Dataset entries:
--- START ---
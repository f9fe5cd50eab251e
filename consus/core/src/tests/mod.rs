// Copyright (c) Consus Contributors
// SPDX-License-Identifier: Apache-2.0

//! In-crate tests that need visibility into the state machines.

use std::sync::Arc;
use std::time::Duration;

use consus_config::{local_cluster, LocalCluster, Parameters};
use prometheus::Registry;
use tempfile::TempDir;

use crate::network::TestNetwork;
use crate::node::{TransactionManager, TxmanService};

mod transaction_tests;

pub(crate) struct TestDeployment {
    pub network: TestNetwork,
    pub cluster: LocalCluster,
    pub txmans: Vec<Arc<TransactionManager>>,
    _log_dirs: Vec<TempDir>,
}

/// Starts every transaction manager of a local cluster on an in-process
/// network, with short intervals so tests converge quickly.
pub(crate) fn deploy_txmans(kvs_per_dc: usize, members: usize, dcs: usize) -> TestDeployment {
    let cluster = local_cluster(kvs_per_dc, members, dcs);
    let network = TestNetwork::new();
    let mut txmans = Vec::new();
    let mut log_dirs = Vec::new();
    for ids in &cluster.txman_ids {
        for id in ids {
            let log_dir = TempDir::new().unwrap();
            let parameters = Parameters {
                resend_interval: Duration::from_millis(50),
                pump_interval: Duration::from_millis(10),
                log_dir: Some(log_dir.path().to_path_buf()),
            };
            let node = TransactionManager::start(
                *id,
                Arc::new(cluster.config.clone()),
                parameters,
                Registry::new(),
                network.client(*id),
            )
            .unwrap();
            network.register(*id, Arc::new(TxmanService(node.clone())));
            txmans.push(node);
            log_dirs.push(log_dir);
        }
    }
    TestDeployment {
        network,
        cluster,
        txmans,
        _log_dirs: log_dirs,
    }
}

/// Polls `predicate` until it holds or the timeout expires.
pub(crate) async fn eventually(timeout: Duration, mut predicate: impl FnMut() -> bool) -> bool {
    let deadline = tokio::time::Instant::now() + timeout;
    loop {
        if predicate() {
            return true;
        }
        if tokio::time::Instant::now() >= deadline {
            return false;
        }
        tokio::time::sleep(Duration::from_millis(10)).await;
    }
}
--- END ---
- _Task directions_: Restate exactly the lines running from the line with "use std::time::Duration;" to the end of the entries above, both ends included.

- _Task solution_:
use std::time::Duration;

use consus_config::{local_cluster, LocalCluster, Parameters};
use prometheus::Registry;
use tempfile::TempDir;

use crate::network::TestNetwork;
use crate::node::{TransactionManager, TxmanService};

mod transaction_tests;

pub(crate) struct TestDeployment {
    pub network: TestNetwork,
    pub cluster: LocalCluster,
    pub txmans: Vec<Arc<TransactionManager>>,
    _log_dirs: Vec<TempDir>,
}

/// Starts every transaction manager of a local cluster on an in-process
/// network, with short intervals so tests converge quickly.
pub(crate) fn deploy_txmans(kvs_per_dc: usize, members: usize, dcs: usize) -> TestDeployment {
    let cluster = local_cluster(kvs_per_dc, members, dcs);
    let network = TestNetwork::new();
    let mut txmans = Vec::new();
    let mut log_dirs = Vec::new();
    for ids in &cluster.txman_ids {
        for id in ids {
            let log_dir = TempDir::new().unwrap();
            let parameters = Parameters {
                resend_interval: Duration::from_millis(50),
                pump_interval: Duration::from_millis(10),
                log_dir: Some(log_dir.path().to_path_buf()),
            };
            let node = TransactionManager::start(
                *id,
                Arc::new(cluster.config.clone()),
                parameters,
                Registry::new(),
                network.client(*id),
            )
            .unwrap();
            network.register(*id, Arc::new(TxmanService(node.clone())));
            txmans.push(node);
            log_dirs.push(log_dir);
        }
    }
    TestDeployment {
        network,
        cluster,
        txmans,
        _log_dirs: log_dirs,
    }
}

/// Polls `predicate` until it holds or the timeout expires.
pub(crate) async fn eventually(timeout: Duration, mut predicate: impl FnMut() -> bool) -> bool {
    let deadline = tokio::time::Instant::now() + timeout;
    loop {
        if predicate() {
            return true;
        }
        if tokio::time::Instant::now() >= deadline {
            return false;
        }
        tokio::time::sleep(Duration::from_millis(10)).await;
    }
}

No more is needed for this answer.